This is another one of those topics that is the bane of the cook’s existence, the boiling point for chefs, and a source of dismay for owners and servers. Personally, I have always stressed that the kitchen should be able to accommodate the needs and desires of the guest, until those requests become absurd or contrary to the reputation of the restaurant. Even though I might promote flexibility, there are many reasons why those special requests cause friction between the front and back of the house, become the straw that broke the cooks back, and drive chefs to drink.

The mise en place for a line cooks station is as precise as the surgical set-up in an operating room, or the defined location of gauges and controls in a pilot’s cockpit. Everything needs to be in a certain spot to ensure that the cook is able to grab what he or she needs without even thinking about it. This set-up is built from the restaurant menu and the order by which each menu item is assembled. This order is the safety blanket for every cook. His or her individual comfort level on any given shift is determined by the precise definition of this mise.

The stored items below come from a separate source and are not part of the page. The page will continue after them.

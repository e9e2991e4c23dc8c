//! An in-memory [`EvaluationEngine`] that replays a scripted graph and records every call.
use std::{
    collections::HashMap,
    sync::{Arc, Mutex},
};

use crate::engine::{
    CreateRequest, EvaluationEngine, IteratorHandle, IteratorStep, NodeHandle, NodeType,
    RawEvaluation, RawIterator, RawNode,
};
use crate::{Node, Value};

#[derive(Debug, Clone, PartialEq)]
pub(crate) enum Call {
    Create(CreateRequest),
    GetField {
        field: String,
        arguments_json: String,
    },
    GetItems(NodeHandle),
    Evaluate(NodeHandle),
    Free(NodeHandle),
    Close(NodeHandle),
    FlushLogs(NodeHandle),
    WaitForInitialization(NodeHandle),
    LogUnexpectedType(NodeHandle),
    LogUnexpectedValue(NodeHandle, Value),
}

#[derive(Debug, Clone)]
pub(crate) struct ScriptedNode {
    node_type: NodeType,
    error: bool,
    enum_value: Option<String>,
    object_type_name: Option<String>,
    evaluation: RawEvaluation,
    fields: HashMap<String, NodeHandle>,
    items: Option<Vec<NodeHandle>>,
    fail_iteration_at: Option<usize>,
}

impl ScriptedNode {
    pub(crate) fn evaluating(bytes: &[u8]) -> ScriptedNode {
        ScriptedNode {
            node_type: NodeType::Unknown,
            error: false,
            enum_value: None,
            object_type_name: None,
            evaluation: RawEvaluation {
                error: false,
                bytes: bytes.to_vec(),
            },
            fields: HashMap::new(),
            items: None,
            fail_iteration_at: None,
        }
    }

    pub(crate) fn evaluation_error() -> ScriptedNode {
        let mut node = ScriptedNode::evaluating(b"");
        node.evaluation.error = true;
        node
    }

    pub(crate) fn object(type_name: &str) -> ScriptedNode {
        let mut node = ScriptedNode::evaluating(b"{}");
        node.node_type = NodeType::Object;
        node.object_type_name = Some(type_name.to_owned());
        node
    }

    pub(crate) fn enum_literal(literal: &str) -> ScriptedNode {
        let mut node = ScriptedNode::evaluating(format!("{literal:?}").as_bytes());
        node.node_type = NodeType::Enum;
        node.enum_value = Some(literal.to_owned());
        node
    }

    pub(crate) fn list(items: Vec<NodeHandle>) -> ScriptedNode {
        let mut node = ScriptedNode::evaluating(b"");
        node.items = Some(items);
        node
    }

    /// Make the engine report this node as failed.
    pub(crate) fn failed(mut self) -> ScriptedNode {
        self.error = true;
        self
    }

    pub(crate) fn field(mut self, name: &str, child: NodeHandle) -> ScriptedNode {
        self.fields.insert(name.to_owned(), child);
        self
    }

    pub(crate) fn fail_iteration_at(mut self, position: usize) -> ScriptedNode {
        self.fail_iteration_at = Some(position);
        self
    }
}

#[derive(Default)]
struct Script {
    nodes: Vec<ScriptedNode>,
    root: Option<NodeHandle>,
    /// Node and position of every cursor handed out.
    cursors: Vec<(NodeHandle, usize)>,
    calls: Vec<Call>,
}

impl Script {
    fn get(&self, handle: NodeHandle) -> Option<&ScriptedNode> {
        let index = usize::try_from(handle.0).ok()?.checked_sub(1)?;
        self.nodes.get(index)
    }

    fn raw(&self, handle: NodeHandle) -> RawNode {
        match self.get(handle) {
            Some(node) => RawNode {
                handle: Some(handle),
                error: node.error,
                node_type: node.node_type,
                enum_value: node.enum_value.clone(),
                object_type_name: node.object_type_name.clone(),
            },
            None => RawNode::failed(handle),
        }
    }

    /// Issue a fresh handle for a node the engine failed to produce.
    fn issue_failed(&mut self) -> RawNode {
        self.nodes.push(ScriptedNode::evaluation_error().failed());
        RawNode::failed(NodeHandle(self.nodes.len() as u32))
    }
}

/// Cloning shares the script, so the test keeps observing calls made through nodes.
#[derive(Clone, Default)]
pub(crate) struct ScriptedEngine(Arc<Mutex<Script>>);

impl ScriptedEngine {
    pub(crate) fn new() -> ScriptedEngine {
        ScriptedEngine::default()
    }

    /// Register a node. Handles start at 1.
    pub(crate) fn add_node(&self, node: ScriptedNode) -> NodeHandle {
        let mut script = self.0.lock().unwrap();
        script.nodes.push(node);
        NodeHandle(script.nodes.len() as u32)
    }

    pub(crate) fn set_root(&self, root: NodeHandle) {
        self.0.lock().unwrap().root = Some(root);
    }

    /// Wrap a registered node the way the engine would hand it out.
    pub(crate) fn node(&self, handle: NodeHandle) -> Node {
        let raw = self.0.lock().unwrap().raw(handle);
        Node::new(Arc::new(self.clone()), raw)
    }

    pub(crate) fn calls(&self) -> Vec<Call> {
        self.0.lock().unwrap().calls.clone()
    }

    /// `Free` and `Close` calls made for `handle`.
    pub(crate) fn released(&self, handle: NodeHandle) -> Vec<Call> {
        self.calls()
            .into_iter()
            .filter(|call| matches!(call, Call::Free(h) | Call::Close(h) if *h == handle))
            .collect()
    }

    /// Values reported through `log_unexpected_value_error` for `handle`.
    pub(crate) fn value_errors(&self, handle: NodeHandle) -> Vec<Value> {
        self.calls()
            .into_iter()
            .filter_map(|call| match call {
                Call::LogUnexpectedValue(h, value) if h == handle => Some(value),
                _ => None,
            })
            .collect()
    }

    fn record(&self, call: Call) {
        self.0.lock().unwrap().calls.push(call);
    }
}

impl EvaluationEngine for ScriptedEngine {
    fn create(&self, request: &CreateRequest) -> RawNode {
        let mut script = self.0.lock().unwrap();
        script.calls.push(Call::Create(request.clone()));
        match script.root {
            Some(root) => script.raw(root),
            None => script.issue_failed(),
        }
    }

    fn get_field(&self, node: NodeHandle, field: &str, arguments_json: &str) -> RawNode {
        // Like the native adapter, which cannot pass interior NULs across the ABI.
        if field.contains('\0') || arguments_json.contains('\0') {
            return RawNode::not_issued();
        }
        let mut script = self.0.lock().unwrap();
        script.calls.push(Call::GetField {
            field: field.to_owned(),
            arguments_json: arguments_json.to_owned(),
        });
        match script.get(node).and_then(|n| n.fields.get(field)).copied() {
            Some(child) => script.raw(child),
            None => script.issue_failed(),
        }
    }

    fn get_items(&self, node: NodeHandle) -> RawIterator {
        let mut script = self.0.lock().unwrap();
        script.calls.push(Call::GetItems(node));
        let is_list = script.get(node).is_some_and(|n| n.items.is_some());
        if !is_list {
            return RawIterator {
                handle: IteratorHandle(0),
                error: true,
            };
        }
        script.cursors.push((node, 0));
        RawIterator {
            handle: IteratorHandle(script.cursors.len() as u32 - 1),
            error: false,
        }
    }

    fn iterator_next(&self, iterator: IteratorHandle) -> IteratorStep {
        let mut script = self.0.lock().unwrap();
        let Some(&(node, position)) = script.cursors.get(iterator.0 as usize) else {
            return IteratorStep::Failed;
        };
        let Some(scripted) = script.get(node) else {
            return IteratorStep::Failed;
        };
        if scripted.fail_iteration_at == Some(position) {
            return IteratorStep::Failed;
        }
        let items = scripted.items.as_deref().unwrap_or_default();
        let Some(&item) = items.get(position) else {
            return IteratorStep::Consumed;
        };
        script.cursors[iterator.0 as usize].1 += 1;
        IteratorStep::Next(script.raw(item))
    }

    fn evaluate(&self, node: NodeHandle) -> RawEvaluation {
        let mut script = self.0.lock().unwrap();
        script.calls.push(Call::Evaluate(node));
        match script.get(node) {
            Some(scripted) if !scripted.error => scripted.evaluation.clone(),
            _ => RawEvaluation {
                error: true,
                bytes: Vec::new(),
            },
        }
    }

    fn free_node(&self, node: NodeHandle) {
        self.record(Call::Free(node));
    }

    fn close_node(&self, node: NodeHandle) {
        self.record(Call::Close(node));
    }

    fn flush_logs(&self, node: NodeHandle) {
        self.record(Call::FlushLogs(node));
    }

    fn wait_for_initialization(&self, node: NodeHandle) {
        self.record(Call::WaitForInitialization(node));
    }

    fn log_unexpected_type_error(&self, node: NodeHandle) {
        self.record(Call::LogUnexpectedType(node));
    }

    fn log_unexpected_value_error(&self, node: NodeHandle, value: &Value) {
        self.record(Call::LogUnexpectedValue(node, value.clone()));
    }
}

When the board is jammed up with tickets and every item defined by abbreviations or acronyms, a cook does not have time to “think differently” about preparation and steps. It may sound crazy, unless you have held that position. Any deviation from the process, or the steps that a cook is trained to follow, can and does, throw off the pace and maybe even the concentration that he or she depends on. It is a fine tuned machine that doesn’t fair well when someone throws a stone in the gear mechanism. I have seen lines go down when the system is thrown off kilter. It is a moment when everything seems to revert to slow motion: the cook stops to view the special request, his eyes glaze over, the repository of active information being used up to that point is suddenly wiped clean, his head looks to the ground, a few expletives echo from deep in his throat, sauté pans begin to smoke, a blazing hot pan handle is inadvertently grabbed with a bare hand, the pan falls to the floor spraying hot clarified butter, the cook wraps a towel around the throbbing hand as he rushes for the sink and a cold water wash, and the rest of the team looks on in disbelief. The night is doomed, all because of the special request that messed with a cook’s mise.

Painted in Waterlogue

From the chef’s perspective, menu items were built from a painstaking process of testing and marrying various flavors and textures, and having various members of the staff taste and critique until consensus is reached. The dish has become a reflection of the restaurant concept and the chef’s food philosophy. Now the guest asks if the sauce can be put on the side, if the scallops normally cooked medium rare can be well done, and if the potato and celeriac puree can be replaced with French fries. Suddenly, that perfectly designed dish has become nothing but cooked food. Yes, the customer should be treated as if they are always right, but in this case they aren’t. The chef accommodates, but feels that this is similar to asking an author to word things differently, a musician to substitute some different chords in a song, or a painter to replace those beautiful earth tones with loud and abrasive florescent paint. We do it, but everyone can certainly understand why those who live the kitchen life, take offense. A well-executed dish tells a story, and asking to change the story can be disheartening at best.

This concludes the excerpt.